Purpose: The objective of this study was to investigate the effect of decision-to-delivery interval of crash emergency cesarean section on Apgar and umbilical artery pH in a level-3 university hospital.
Materials and methods: In a retrospective analysis, all women undergoing "crash" emergency cesarean section were evaluated. Emergency cesarean sections were performed in the delivery room. Data relating to indication, Apgar score, arterial cord pH, and time intervals between decision-to-deliver and actual delivery were collected retrospectively.
Results: All 109 crash emergency cesarean sections were performed within a decision-to-delivery time of 30 min.

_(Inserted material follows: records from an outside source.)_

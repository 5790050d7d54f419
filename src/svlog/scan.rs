// Copyright (c) 2016-2021 Fabian Schuiki

//! A scanner that recognizes module, interface, and package declarations and
//! module instantiations in a preprocessed Verilog or SystemVerilog token
//! stream.

use crate::lexer::{Kw, Token, TokenAndSpan};
use hdldeps_common::rel::{RelKind, Relation};

/// Verilog and SystemVerilog have no libraries in the VHDL sense. All units
/// live in `work`.
const LIBRARY: &str = "work";

/// Scan a token stream for relations. SystemVerilog-only constructs are
/// recognized only if `system_verilog` is set.
pub fn scan(tokens: &[TokenAndSpan], system_verilog: bool) -> Vec<Relation> {
    let mut scanner = Scanner {
        tokens,
        pos: 0,
        system_verilog,
        rels: Vec::new(),
    };
    scanner.run();
    scanner.rels
}

struct Scanner<'a> {
    tokens: &'a [TokenAndSpan],
    pos: usize,
    system_verilog: bool,
    rels: Vec<Relation>,
}

impl<'a> Scanner<'a> {
    fn token(&self, offset: usize) -> Option<&'a Token> {
        self.tokens.get(self.pos + offset).map(|t| &t.0)
    }

    fn prev(&self) -> Option<&'a Token> {
        if self.pos == 0 {
            None
        } else {
            self.tokens.get(self.pos - 1).map(|t| &t.0)
        }
    }

    fn ident(&self, offset: usize) -> Option<&'a str> {
        match self.token(offset) {
            Some(Token::Ident(ref n)) => Some(n),
            _ => None,
        }
    }

    fn is_symbol(&self, offset: usize, c: char) -> bool {
        self.token(offset).map(|t| t.is_symbol(c)).unwrap_or(false)
    }

    fn add(&mut self, rel: Relation) {
        trace!("{}", rel);
        if !self.rels.contains(&rel) {
            self.rels.push(rel);
        }
    }

    fn run(&mut self) {
        while let Some(token) = self.token(0) {
            let consumed = match *token {
                Token::Keyword(Kw::Module)
                | Token::Keyword(Kw::Macromodule)
                | Token::Keyword(Kw::Primitive) => self.declaration(RelKind::Module),
                Token::Keyword(Kw::Interface) if self.system_verilog => {
                    let is_virtual = self.prev().map(|t| t.is_kw(Kw::Virtual)).unwrap_or(false);
                    let is_class = self.token(1).map(|t| t.is_kw(Kw::Class)).unwrap_or(false);
                    if is_virtual || is_class {
                        1
                    } else {
                        self.declaration(RelKind::Module)
                    }
                }
                Token::Keyword(Kw::Program) if self.system_verilog => {
                    self.declaration(RelKind::Module)
                }
                Token::Keyword(Kw::Package) if self.system_verilog => {
                    self.declaration(RelKind::Package)
                }
                Token::Keyword(Kw::Import) if self.system_verilog => self.import(),
                Token::Ident(_) if self.at_statement_start() => self.instantiation(),
                _ => 1,
            };
            self.pos += consumed.max(1);
        }
    }

    /// `module [lifetime] M`, and the like.
    fn declaration(&mut self, kind: RelKind) -> usize {
        let mut n = 1;
        if let Some(Token::Keyword(Kw::Automatic)) | Some(Token::Keyword(Kw::Static)) =
            self.token(n)
        {
            n += 1;
        }
        match self.ident(n) {
            Some(name) => {
                self.add(Relation::provide(LIBRARY, name, kind));
                n + 1
            }
            None => 1,
        }
    }

    /// `import P::item, Q::*;`
    fn import(&mut self) -> usize {
        let mut n = 1;
        loop {
            let name = match self.ident(n) {
                Some(name) if self.is_symbol(n + 1, ':') && self.is_symbol(n + 2, ':') => name,
                _ => return n,
            };
            if name != "std" {
                self.add(Relation::require(LIBRARY, name, RelKind::Package));
            }
            n += 3;
            // Skip the imported item.
            while let Some(t) = self.token(n) {
                if t.is_symbol(',') || t.is_symbol(';') {
                    break;
                }
                n += 1;
            }
            if self.is_symbol(n, ',') {
                n += 1;
            } else {
                return n;
            }
        }
    }

    /// Whether the current token is at a position where a module
    /// instantiation may begin.
    fn at_statement_start(&self) -> bool {
        match self.prev() {
            Some(Token::Symbol(';')) | Some(Token::Symbol(':')) | Some(Token::Symbol(')')) => {
                // Exclude the `::` of package scopes.
                !(self.pos >= 2 && self.tokens[self.pos - 2].0.is_symbol(':'))
            }
            Some(Token::Keyword(Kw::Begin))
            | Some(Token::Keyword(Kw::Generate))
            | Some(Token::Keyword(Kw::Else)) => true,
            Some(Token::Keyword(kw)) => kw.ends_block(),
            // Labelled blocks, `begin : label` and `endtask : label`.
            Some(Token::Ident(_)) if self.pos >= 3 => {
                let labelled = match self.tokens[self.pos - 3].0 {
                    Token::Keyword(kw) => kw == Kw::Begin || kw == Kw::Fork || kw.ends_block(),
                    _ => false,
                };
                labelled && self.tokens[self.pos - 2].0.is_symbol(':')
            }
            _ => false,
        }
    }

    /// `M [#(params)] inst [dims] (`
    fn instantiation(&mut self) -> usize {
        let module = match self.ident(0) {
            Some(m) => m,
            None => return 1,
        };
        let mut n = 1;
        if self.is_symbol(n, '#') {
            n += 1;
            if self.is_symbol(n, '(') {
                n = match self.skip_group(n, '(', ')') {
                    Some(n) => n,
                    None => return 1,
                };
            } else if self.token(n).is_some() {
                n += 1;
            }
        }
        if self.ident(n).is_none() {
            return 1;
        }
        n += 1;
        while self.is_symbol(n, '[') {
            n = match self.skip_group(n, '[', ']') {
                Some(n) => n,
                None => return 1,
            };
        }
        if !self.is_symbol(n, '(') {
            return 1;
        }
        self.add(Relation::require(LIBRARY, module, RelKind::Module));
        n
    }

    /// Skip a bracketed group starting at `offset`. Returns the offset just
    /// past the closing bracket.
    fn skip_group(&self, offset: usize, open: char, close: char) -> Option<usize> {
        let mut depth = 0usize;
        let mut n = offset;
        while let Some(t) = self.token(n) {
            if t.is_symbol(open) {
                depth += 1;
            } else if t.is_symbol(close) {
                depth -= 1;
                if depth == 0 {
                    return Some(n + 1);
                }
            }
            n += 1;
        }
        None
    }
}

#[cfg(test)]
mod tests {
    use super::*;
    use crate::lexer::tokenize;
    use hdldeps_common::source::get_source_manager;
    use std::cell::Cell;

    thread_local!(static INDEX: Cell<usize> = Cell::new(0));

    fn scan_str(input: &str, system_verilog: bool) -> Vec<String> {
        let idx = INDEX.with(|i| {
            let v = i.get();
            i.set(v + 1);
            v
        });
        let source = get_source_manager().add(&format!("scan_{}.sv", idx), input);
        let tokens: Vec<_> = tokenize(source, input)
            .unwrap()
            .into_iter()
            .filter(|(t, _)| *t != Token::Newline)
            .collect();
        scan(&tokens, system_verilog)
            .into_iter()
            .map(|r| r.to_string())
            .collect()
    }

    #[test]
    fn modules_and_instances() {
        let rels = scan_str(
            "module Top(input clk);
               wire [3:0] w;
               Child #(.N(4)) u_child (.clk(clk));
               Other #8 u_other [1:0] (clk);
               assign w = 4'b0;
               generate if (1) begin : g
                 Leaf leaf_i (clk);
               end endgenerate
             endmodule
             primitive udp(o, a); endprimitive",
            false,
        );
        assert_eq!(
            rels,
            vec![
                "provide module work.Top",
                "use module work.Child",
                "use module work.Other",
                "use module work.Leaf",
                "provide module work.udp",
            ]
        );
    }

    #[test]
    fn system_verilog_units() {
        let rels = scan_str(
            "package automatic pkg; endpackage
             interface bus_if; endinterface
             interface class ic; endclass
             program prog; endprogram
             module m; import pkg::*, std::*; virtual interface bus_if vif; endmodule",
            true,
        );
        assert_eq!(
            rels,
            vec![
                "provide package work.pkg",
                "provide module work.bus_if",
                "provide module work.prog",
                "provide module work.m",
                "use package work.pkg",
            ]
        );
    }

    #[test]
    fn verilog_ignores_sv_constructs() {
        let rels = scan_str("package p; endpackage module m; endmodule", false);
        assert_eq!(rels, vec!["provide module work.m"]);
    }

    #[test]
    fn escaped_module_names() {
        let rels = scan_str("module \\odd$name (a); endmodule", false);
        assert_eq!(rels, vec!["provide module work.odd$name"]);
    }

    #[test]
    fn instances_after_block_ends() {
        let rels = scan_str(
            "module m;
               function f; input a; f = a; endfunction
               sub0 u0 (a);
               task t; endtask
               sub1 u1 (a);
               task t2; endtask : t2
               sub2 u2 (a);
               specify endspecify
               sub3 u3 (a);
               clocking cb @(posedge clk); endclocking
               sub4 u4 (a);
               always @* case (a) 1: b = 0; endcase
               sub5 u5 (a);
             endmodule",
            true,
        );
        assert_eq!(
            rels,
            vec![
                "provide module work.m",
                "use module work.sub0",
                "use module work.sub1",
                "use module work.sub2",
                "use module work.sub3",
                "use module work.sub4",
                "use module work.sub5",
            ]
        );
    }

    #[test]
    fn declarations_are_not_instances() {
        let rels = scan_str(
            "module m; my_type_t v; foo_t x = bar(1); pkg::func(a); endmodule",
            true,
        );
        assert_eq!(rels, vec!["provide module work.m"]);
    }
}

The median (with 10-90th percentile) time was 10 min (5-19). Thirty-three (30.3%) of the emergency cesarean sections had a gestational age below 32 weeks and 60 (55%) below 37 weeks. An abnormal fetal heart rate pattern was noted in most of the cases (91%). Prolapsed cord (21%) and placental abruption (20%) were the most frequent reasons for emergency cesarean section but in one-fourth (25.7%) no morphological reason could be identified. Very short decision-to-delivery times below 20 min were inversely correlated to fetal outcome, i.e., lower umbilical blood pH and Apgar scores (P < 0.01).
Conclusion: The 30-min standard for the decision-to-delivery time interval set by Anglo-American countries may be a feasible guideline at least for level-3 hospitals. The 20-min interval set by the German Society of Gynecology and Obstetrics could not be achieved in all cases. The positive effect of very short intervals on neonatal outcome still needs to be proven.